Viele verlieren in den ersten Monaten und Jahren nach der Wiedervereinigung in den neuen Bundesländern ihre Jobs, auch in Hagenow. Im Kartoffelveredlungswerk, der Landwirtschaft, der Elbewerft Boizenburg: überall fallen Stellen weg, werden Betriebe geschlossen. Viele Menschen fühlen sich in dem für sie neuen System nicht mehr gebraucht, müssen sich beruflich neu orientieren, mit Schulden und vielfach auch sozialem Abstieg umgehen lernen. In Hagenow wollen das aber nicht alle einfach hinnehmen…
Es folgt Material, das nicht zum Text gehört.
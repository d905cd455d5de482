/// [Result] alias for return types of the crate API
pub type Result<T> = std::result::Result<T, Error>;

/// Error enum type
#[derive(Debug)]
pub enum Error {
    /// A quaternion with zero (or non-finite) norm was used where an
    /// orientation is required. Such a quaternion carries no direction
    /// information and cannot be normalized.
    DegenerateQuaternion,
    /// A log record that could not be parsed. The String contains the line
    /// number, the field name and the cause.
    MalformedRecord(String),
    /// A sample inside a series failed analysis. Carries the zero-based
    /// sample index and the underlying error.
    InvalidSample(usize, Box<Error>),
    /// Analysis or statistics were requested over an empty series.
    EmptyLog,
    /// A flight command could not be executed. The String contains the reason.
    CommandFailed(String),
    /// I/O error while reading or writing a log file.
    Io(std::io::Error),
}

impl std::fmt::Display for Error {
    fn fmt(&self, f: &mut std::fmt::Formatter<'_>) -> std::fmt::Result {
        match self {
            Error::DegenerateQuaternion => {
                write!(f, "quaternion has zero or non-finite norm")
            }
            Error::MalformedRecord(reason) => write!(f, "malformed record: {}", reason),
            Error::InvalidSample(index, source) => write!(f, "sample {}: {}", index, source),
            Error::EmptyLog => write!(f, "log contains no samples"),
            Error::CommandFailed(reason) => write!(f, "flight command failed: {}", reason),
            Error::Io(e) => write!(f, "i/o error: {}", e),
        }
    }
}

impl std::error::Error for Error {
    fn source(&self) -> Option<&(dyn std::error::Error + 'static)> {
        match self {
            Error::InvalidSample(_, source) => Some(source.as_ref()),
            Error::Io(e) => Some(e),
            _ => None,
        }
    }
}

impl From<std::io::Error> for Error {
    fn from(error: std::io::Error) -> Self {
        Self::Io(error)
    }
}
Unter dem Dach des Arbeitslosenverbands Deutschland e. V. wird im Oktober 1991 in einem Acht-Quadratmeter-Raum und ohne ausreichend Stühle das Arbeitslosenzentrum Hagenow gegründet. Die fünf Mitarbeiterinnen haben kurz vorher selbst ihre Arbeit verloren und werden über Arbeitsbeschaffungsmaßnahmen (ABM) für zwei Jahre finanziert. Mit viel Herzblut und Engagement legen sie los …
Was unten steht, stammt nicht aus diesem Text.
//! # Crazyflie post-flight toolkit
//!
//! This crate covers the ground side of flight-testing a Crazyflie: generating
//! the waypoint sequences a test flies, handling gamepad teleoperation,
//! recording the motion-capture pose stream to CSV, and analyzing the recorded
//! logs once the props stop. Flying itself (radio link, setpoints, trajectory
//! upload) stays in the flight stack; this crate produces its inputs and
//! consumes its outputs.
//!
//! ## Components
//!
//! | Module | Role |
//! |--------|------|
//! | [math] | Quaternions, rotation matrices and the angular error metrics |
//! | [analysis] | Pose error and tracking reports over recorded series |
//! | [flightlog] | The CSV log model: sample types, reader, recorder |
//! | [sequence] | Waypoint sequence generation for hover tests |
//! | [teleop] | Gamepad button handling and the flight command seam |
//!
//! ## Usage
//!
//! The flow around one flight test is:
//!  - Generate a waypoint [sequence] for the test (or fly it by hand through
//!    [teleop]).
//!  - While flying, record the pose stream into a CSV log with
//!    [flightlog::record_stream].
//!  - Afterwards, load the log and run the [analysis] against the hover
//!    setpoint to get the error statistics.
//!
//! Analysis is synchronous and pure. Recording and teleoperation are async
//! but executor agnostic; the demo binaries run them under tokio.
//!
//! For example, the post-flight half:
//! ```no_run
//! # fn main() -> Result<(), Box<dyn std::error::Error>> {
//! use std::fs::File;
//! use std::io::BufReader;
//!
//! use crazyflie_postflight::{analysis::pose_error, flightlog, Vector3};
//!
//! let log = File::open("hover.csv")?;
//! let samples = flightlog::read_pose_log(BufReader::new(log))?;
//!
//! let report = pose_error::analyze(&samples, Vector3::new(0.0, 0.0, 1.0))?;
//! println!(
//!     "avg. euclidean error: {:.3} m, stddev: {:.3}",
//!     report.euclidean.mean, report.euclidean.std_dev
//! );
//! # Ok(())
//! # }
//! ```

#![warn(missing_docs)]

mod error;

pub mod analysis;
pub mod flightlog;
pub mod math;
pub mod sequence;
pub mod teleop;

pub use crate::error::{Error, Result};
pub use crate::flightlog::{PoseSample, PositionSample};
pub use crate::math::{EulerAngles, Quaternion, RotationMatrix, Vector3};
//! # Flight log model
//!
//! The CSV formats the flight tools exchange, a reader for analysis and a
//! recorder for producing new logs.
//!
//! Two layouts exist:
//!
//! * **Pose log**: `time,x,y,z,qx,qy,qz,qw`, one row per motion-capture
//!   frame, written with a header row by [`PoseLogWriter`].
//! * **Position log**: six columns, controller target followed by on-board
//!   state estimate (`ctrltarget.*`, `stateEstimate.*`). The telemetry
//!   logger writes it without a header.
//!
//! The reader accepts both logs with or without their header row: the first
//! line is taken as a header exactly when its first field is not a number.

mod reader;
mod recorder;

pub use reader::{read_pose_log, read_position_log};
pub use recorder::{record_stream, PoseLogWriter, RecordingInfo};

use crate::math::{Quaternion, Vector3};

/// Header row of a pose log.
pub const POSE_LOG_HEADER: &str = "time,x,y,z,qx,qy,qz,qw";

/// One motion-capture pose sample.
#[derive(Debug, Clone, Copy, PartialEq)]
pub struct PoseSample {
    /// Seconds since the recording started.
    pub time: f64,
    /// Position in the world frame, meters.
    pub position: Vector3,
    /// Attitude quaternion, `x, y, z, w` component order as recorded.
    pub attitude: Quaternion,
}

/// One telemetry sample pairing controller target and state estimate.
#[derive(Debug, Clone, Copy, PartialEq)]
pub struct PositionSample {
    /// Position the controller was steering towards.
    pub target: Vector3,
    /// On-board position estimate at the same instant.
    pub actual: Vector3,
}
Der Beratungsbedarf ist groß. Hunderte Menschen melden sich in den ersten Monaten nach Eröffnung in der Beratungsstelle. Es sind vor allem Frauen, die ihre Arbeit verlieren und hier auch sozialen Anschluss suchen. Eröffnet werden eine Nähwerkstatt, Bücherbörse, Kleiderkammer und eine Möbelbörse. Über 100 Menschen bringt das Arbeitslosenzentrum über ABM-Maßnahmen selbst kurzfristig in Arbeit, kann sozialen Halt geben und gleichzeitig weitere Angebote schaffen.
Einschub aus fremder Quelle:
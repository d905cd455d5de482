// -*- coding: utf-8 -*-
//
//     ||          ____  _ __
//  +------+      / __ )(_) /_______________ _____  ___
//  | 0xBC |     / __  / / __/ ___/ ___/ __ `/_  / / _ \
//  +------+    / /_/ / / /_/ /__/ /  / /_/ / / /_/  __/
//   ||  ||    /_____/_/\__/\___/_/   \__,_/ /___/\___/
//
//  Copyright (C) 2025 Bitcraze AB
//
//  This program is free software; you can redistribute it and/or
//  modify it under the terms of the GNU General Public License
//  as published by the Free Software Foundation; either version 2
//  of the License, or (at your option) any later version.
//
//  This program is distributed in the hope that it will be useful,
//  but WITHOUT ANY WARRANTY; without even the implied warranty of
//  MERCHANTABILITY or FITNESS FOR A PARTICULAR PURPOSE.  See the
//  GNU General Public License for more details.
//  You should have received a copy of the GNU General Public License
//  along with this program. If not, see <https://www.gnu.org/licenses/>.


// Post-flight pose error report for a recorded hover test.
// Reads a pose log (time,x,y,z,qx,qy,qz,qw) and prints the error statistics
// against the hover setpoint.

use std::env;
use std::fs::File;
use std::io::BufReader;

use crazyflie_postflight::analysis::pose_error::{self, PoseReport};
use crazyflie_postflight::analysis::stats::SeriesStats;
use crazyflie_postflight::{flightlog, Vector3};

fn main() {
    env_logger::init();

    let args: Vec<String> = env::args().collect();
    let config = match parse_args(&args) {
        Ok(config) => config,
        Err(e) => {
            eprintln!("Error: {}", e);
            print_usage(&args[0]);
            std::process::exit(1);
        }
    };

    if let Err(e) = run(config) {
        eprintln!("Error: {}", e);
        std::process::exit(1);
    }
}

struct Config {
    log_path: String,
    setpoint: Vector3,
}

fn parse_args(args: &[String]) -> Result<Config, String> {
    let mut log_path = None;
    let mut setpoint = Vector3::new(0.0, 0.0, 1.0);

    let mut i = 1;
    while i < args.len() {
        match args[i].as_str() {
            "--setpoint" | "-s" => {
                i += 1;
                let value = args.get(i).ok_or("--setpoint needs a value")?;
                setpoint = parse_setpoint(value)?;
            }
            "--help" | "-h" => {
                return Err("Help requested".to_string());
            }
            arg if !arg.starts_with('-') => {
                if log_path.is_some() {
                    return Err("Multiple log files specified".to_string());
                }
                log_path = Some(arg.to_string());
            }
            _ => {
                return Err(format!("Unknown argument: {}", args[i]));
            }
        }
        i += 1;
    }

    let log_path = log_path.ok_or("Missing log file argument")?;

    Ok(Config { log_path, setpoint })
}

fn parse_setpoint(value: &str) -> Result<Vector3, String> {
    let parts: Vec<&str> = value.split(',').collect();
    if parts.len() != 3 {
        return Err(format!("Setpoint must be X,Y,Z: {}", value));
    }

    let mut components = [0.0; 3];
    for (component, part) in components.iter_mut().zip(&parts) {
        *component = part
            .trim()
            .parse()
            .map_err(|_| format!("Setpoint component is not a number: {}", part))?;
    }

    Ok(Vector3::new(components[0], components[1], components[2]))
}

fn print_usage(program: &str) {
    eprintln!(
        r#"
Usage: {} [OPTIONS] <POSE_LOG>

Print pose error statistics of a recorded hover test.

OPTIONS:
    -s, --setpoint X,Y,Z   Hover setpoint in meters (default 0,0,1)
    -h, --help             Show this help message

EXAMPLES:
    {} hover.csv
    {} --setpoint 0,0,0.75 hover.csv
"#,
        program, program, program
    );
}

fn run(config: Config) -> Result<(), Box<dyn std::error::Error>> {
    let log = File::open(&config.log_path)?;
    let samples = flightlog::read_pose_log(BufReader::new(log))?;

    let report = pose_error::analyze(&samples, config.setpoint)?;

    let span = match (samples.first(), samples.last()) {
        (Some(first), Some(last)) => last.time - first.time,
        _ => 0.0,
    };
    println!(
        "{}: {} samples over {:.1} s",
        config.log_path,
        samples.len(),
        span
    );

    println!(
        "avg. euclidean error: {:.3} m, stddev: {:.3}",
        report.euclidean.mean, report.euclidean.std_dev
    );
    println!(
        "avg. rotation error (no yaw): {:.3} deg, stddev: {:.3}",
        report.leveling.mean.to_degrees(),
        report.leveling.std_dev.to_degrees()
    );
    println!(
        "avg. rotation error (with yaw): {:.3} deg, stddev: {:.3}",
        report.rotation.mean.to_degrees(),
        report.rotation.std_dev.to_degrees()
    );

    print_attitude_summary(&report);

    Ok(())
}

fn print_attitude_summary(report: &PoseReport) {
    let roll: Vec<f64> = report.attitude.iter().map(|e| e.roll).collect();
    let pitch: Vec<f64> = report.attitude.iter().map(|e| e.pitch).collect();
    let yaw: Vec<f64> = report.attitude.iter().map(|e| e.yaw).collect();

    for (name, series) in [("roll", roll), ("pitch", pitch), ("yaw", yaw)] {
        if let Some(stats) = SeriesStats::of(&series) {
            println!(
                "avg. {}: {:.3} deg, stddev: {:.3}",
                name,
                stats.mean.to_degrees(),
                stats.std_dev.to_degrees()
            );
        }
    }
}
Über 20.000 Menschen berät das Arbeitslosenzentrum bis 1995, doch die eigene Zukunft ist unsicher. Jedes Jahr hängt die Finanzierung durch die Kommune am seidenen Faden. Ab 1997 muss ein Eigenanteil beigesteuert werden. Nähwerkstatt, Bücherstube und Möbelstube werden nun auch zum Wirtschaftsfaktor. Auf Märkten, Basaren und Feiern werden die selbst hergestellten Handarbeiten und Bücher aufgelöster Bibliotheken verkauft. Nach und nach können feste Mitarbeiter*innen-Stellen geschaffen werden.
Auch Kinder sind von der Arbeitslosigkeit ihrer Eltern betroffen. Für sie organisiert das Arbeitslosenzentrum Bastel- und Spielenachmittage und ab 1993 Ferienaufenthalte. Finanziert werden die Ferienlager von Hagenower Gewerbetreibenden und Privatpersonen. In manchen Familien geht es allerdings um Grundsätzliches: Geburtsurkunden, Kindergeld und Schulausrüstung müssen besorgt werden. Und immer mehr Menschen haben hohe Schulden. Auch hier wird das Arbeitslosenzentrum aktiv…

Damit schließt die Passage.